CHENGDU, July 29 (Xinhua) -- Despite the impact of the COVID-19 epidemic, the southwestern Chinese city of Chengdu registered a stellar foreign trade performance in the first half of this year.
Chengdu's total foreign trade volume from January to June topped 323 billion yuan (about 46 billion U.S. dollars), up 23.5 percent from the same period last year.
The city's foreign trade rebounded strongly since March, recording double-digit monthly growth ever since, said Pan Xudong, an official with Chengdu customs.
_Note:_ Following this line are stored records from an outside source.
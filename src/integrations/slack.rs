//! Slack Web API client
//!
//! Slack answers most calls with HTTP 200 and reports failures in the body as
//! `{"ok": false, "error": "..."}`; those become [`ToolsError::Rejected`].

use crate::client::{Auth, Call, ServiceClient, Transport, EXPECT_OK};
use crate::config::{Credentials, Service};
use crate::output::{prefix, Record};
use crate::resolve::{Directory, DirectoryEntry, IdentifierKind};
use crate::{Result, ToolsError};
use async_trait::async_trait;
use serde::de::DeserializeOwned;
use serde::{Deserialize, Serialize};
use serde_json::{json, Value};
use std::sync::Arc;
use tracing::{debug, info};

/// Public Web API root
pub const SLACK_API_URL: &str = "https://slack.com/api";

const CHANNEL_TYPES: &str = "public_channel,private_channel";
const DIRECTORY_LIMIT: u32 = 200;
const TOPIC_CHARS: usize = 50;
const MESSAGE_CHARS: usize = 100;
const SEARCH_TEXT_CHARS: usize = 200;

#[derive(Debug, Clone, Default, Deserialize)]
#[serde(default)]
struct Channel {
    id: String,
    name: String,
    topic: Topic,
    num_members: u64,
}

#[derive(Debug, Clone, Default, Deserialize)]
#[serde(default)]
struct Topic {
    value: String,
}

#[derive(Debug, Clone, Default, Deserialize)]
#[serde(default)]
struct Member {
    id: String,
    name: String,
    profile: Profile,
}

#[derive(Debug, Clone, Default, Deserialize)]
#[serde(default)]
struct Profile {
    display_name: String,
}

#[derive(Debug, Clone, Default, Deserialize)]
#[serde(default)]
struct Message {
    user: Option<String>,
    text: String,
    ts: String,
    channel: Option<ChannelRef>,
}

#[derive(Debug, Clone, Default, Deserialize)]
#[serde(default)]
struct ChannelRef {
    name: String,
}

#[derive(Debug, Clone, Serialize)]
pub struct ChannelRecord {
    pub id: String,
    pub name: String,
    pub topic: String,
    pub members: u64,
}

impl From<Channel> for ChannelRecord {
    fn from(channel: Channel) -> Self {
        Self {
            id: channel.id,
            name: channel.name,
            topic: channel.topic.value,
            members: channel.num_members,
        }
    }
}

impl Record for ChannelRecord {
    fn key(&self) -> String {
        self.id.clone()
    }

    fn summary_line(&self) -> String {
        let mut line = format!("#{}", self.name);
        if !self.topic.is_empty() {
            line.push_str(&format!(" - {}", prefix(&self.topic, TOPIC_CHARS)));
        }
        line
    }
}

#[derive(Debug, Clone, Serialize)]
pub struct MessageRecord {
    pub user: String,
    pub text: String,
    pub ts: String,
    #[serde(skip_serializing_if = "String::is_empty")]
    pub channel: String,
}

impl Record for MessageRecord {
    fn key(&self) -> String {
        self.ts.clone()
    }

    fn summary_line(&self) -> String {
        format!("@{}: {}", self.user, prefix(&self.text, MESSAGE_CHARS))
    }
}

/// Where a posted message landed
#[derive(Debug, Clone, PartialEq, Eq)]
pub struct PostedMessage {
    pub channel: String,
    pub ts: String,
}

fn check_ok(value: Value) -> Result<Value> {
    if value["ok"].as_bool() == Some(true) {
        return Ok(value);
    }
    let error = value["error"].as_str().unwrap_or("Unknown error");
    Err(ToolsError::Rejected(error.to_string()))
}

fn take_field<T: DeserializeOwned + Default>(value: &mut Value, key: &str) -> Result<T> {
    match value.get_mut(key).map(Value::take) {
        None | Some(Value::Null) => Ok(T::default()),
        Some(field) => Ok(serde_json::from_value(field)?),
    }
}

/// Slack Web API client
pub struct SlackClient {
    client: ServiceClient,
}

impl SlackClient {
    pub fn new(client: ServiceClient) -> Self {
        Self { client }
    }

    pub fn connect(credentials: &Credentials, transport: Arc<dyn Transport>) -> Result<Self> {
        Ok(Self::new(ServiceClient::new(
            Service::Slack,
            SLACK_API_URL,
            Auth::Bearer(credentials.secret().to_string()),
            transport,
        )))
    }

    async fn api(&self, call: Call) -> Result<Value> {
        let value = self.client.call(call.expect(EXPECT_OK)).await?;
        check_ok(value)
    }

    pub async fn auth_test(&self) -> Result<Value> {
        self.api(Call::get("/auth.test")).await
    }

    pub async fn channels(&self, limit: u32, exclude_archived: bool) -> Result<Vec<ChannelRecord>> {
        let mut value = self
            .api(
                Call::get("/conversations.list")
                    .query("types", CHANNEL_TYPES)
                    .query("limit", limit)
                    .query("exclude_archived", exclude_archived),
            )
            .await?;
        let channels: Vec<Channel> = take_field(&mut value, "channels")?;
        Ok(channels.into_iter().map(ChannelRecord::from).collect())
    }

    async fn members(&self, limit: u32) -> Result<Vec<Member>> {
        let mut value = self
            .api(Call::get("/users.list").query("limit", limit))
            .await?;
        take_field(&mut value, "members")
    }

    pub async fn post_message(
        &self,
        channel_id: &str,
        text: &str,
        thread_ts: Option<&str>,
        blocks: Option<&Value>,
    ) -> Result<PostedMessage> {
        let mut payload = json!({"channel": channel_id, "text": text});
        if let Some(ts) = thread_ts {
            payload["thread_ts"] = json!(ts);
        }
        if let Some(blocks) = blocks {
            payload["blocks"] = blocks.clone();
        }

        info!(channel = %channel_id, threaded = thread_ts.is_some(), "Posting Slack message");
        let value = self
            .api(Call::post("/chat.postMessage").json(payload))
            .await?;

        Ok(PostedMessage {
            channel: value["channel"].as_str().unwrap_or(channel_id).to_string(),
            ts: value["ts"].as_str().unwrap_or_default().to_string(),
        })
    }

    /// Open (or reuse) the direct-message channel with `user_id`
    pub async fn open_dm(&self, user_id: &str) -> Result<String> {
        let value = self
            .api(Call::post("/conversations.open").json(json!({"users": user_id})))
            .await?;

        if value["already_open"].as_bool() == Some(true) {
            debug!(user = %user_id, "DM channel already open");
        }

        value["channel"]["id"]
            .as_str()
            .map(String::from)
            .ok_or_else(|| ToolsError::Rejected("conversations.open returned no channel".into()))
    }

    pub async fn history(&self, channel_id: &str, limit: u32) -> Result<Vec<MessageRecord>> {
        let mut value = self
            .api(
                Call::get("/conversations.history")
                    .query("channel", channel_id)
                    .query("limit", limit),
            )
            .await?;
        let messages: Vec<Message> = take_field(&mut value, "messages")?;
        Ok(messages
            .into_iter()
            .map(|m| MessageRecord {
                user: m.user.unwrap_or_else(|| "bot".to_string()),
                text: m.text,
                ts: m.ts,
                channel: String::new(),
            })
            .collect())
    }

    /// Full-text search, optionally restricted to one channel by name
    pub async fn search(
        &self,
        query: &str,
        in_channel: Option<&str>,
        limit: u32,
    ) -> Result<Vec<MessageRecord>> {
        let query = match in_channel {
            Some(channel) => format!("in:#{} {}", channel.trim_start_matches('#'), query),
            None => query.to_string(),
        };

        let mut value = self
            .api(
                Call::get("/search.messages")
                    .query("query", &query)
                    .query("count", limit),
            )
            .await?;
        let mut messages = value["messages"].take();
        let matches: Vec<Message> = take_field(&mut messages, "matches")?;

        Ok(matches
            .into_iter()
            .map(|m| MessageRecord {
                user: m.user.unwrap_or_else(|| "unknown".to_string()),
                text: prefix(&m.text, SEARCH_TEXT_CHARS),
                ts: m.ts,
                channel: m.channel.map(|c| c.name).unwrap_or_default(),
            })
            .collect())
    }
}

#[async_trait]
impl Directory for SlackClient {
    async fn list(&self, kind: IdentifierKind, _query: &str) -> Result<Vec<DirectoryEntry>> {
        match kind {
            IdentifierKind::SlackUser => Ok(self
                .members(DIRECTORY_LIMIT)
                .await?
                .into_iter()
                .map(|m| DirectoryEntry::new(m.id, [m.name, m.profile.display_name]))
                .collect()),
            IdentifierKind::SlackChannel => Ok(self
                .channels(DIRECTORY_LIMIT, false)
                .await?
                .into_iter()
                .map(|c| DirectoryEntry::new(c.id, [c.name]))
                .collect()),
            IdentifierKind::JiraUser => Err(ToolsError::Config(format!(
                "Slack cannot look up {kind:?} identifiers"
            ))),
        }
    }
}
"The spread of the COVID-19 epidemic has put immense pressure on the global supply chain," said Liu Zimin, a professor with Southwest University, based in southwest China's Chongqing municipality. "However, western Chinese cities such as Chengdu have taken effective measures on curbing the epidemic and resuming production, which enable them to provide stable supplies of goods to foreign trade partners."
This sends a strong message to the world that the epidemic will not impede China's opening-up, said Liu, who was a visiting scholar at Harvard University.
In late February, automaker Volvo's plant in Chengdu gradually resumed its exports to the European market, shipping products to European countries via China-Europe freight trains.
In the first half of this year, the number of exported made-in-Chengdu Volvo vehicles rose 38.7 percent, compared with the same period last year, according to Volvo Cars China.
Over the past months, local authorities in Chengdu swiftly implemented policies to help resume an air freight network that had been impacted by the epidemic.
At the height of the epidemic, the lack of air freight capacity, which was caused by the grounding of passenger flights, led to serious cargo backlog and an upsurge in rates, said Guo Wei, head of Central West District of DHL Global Forwarding (China) Co., Ltd.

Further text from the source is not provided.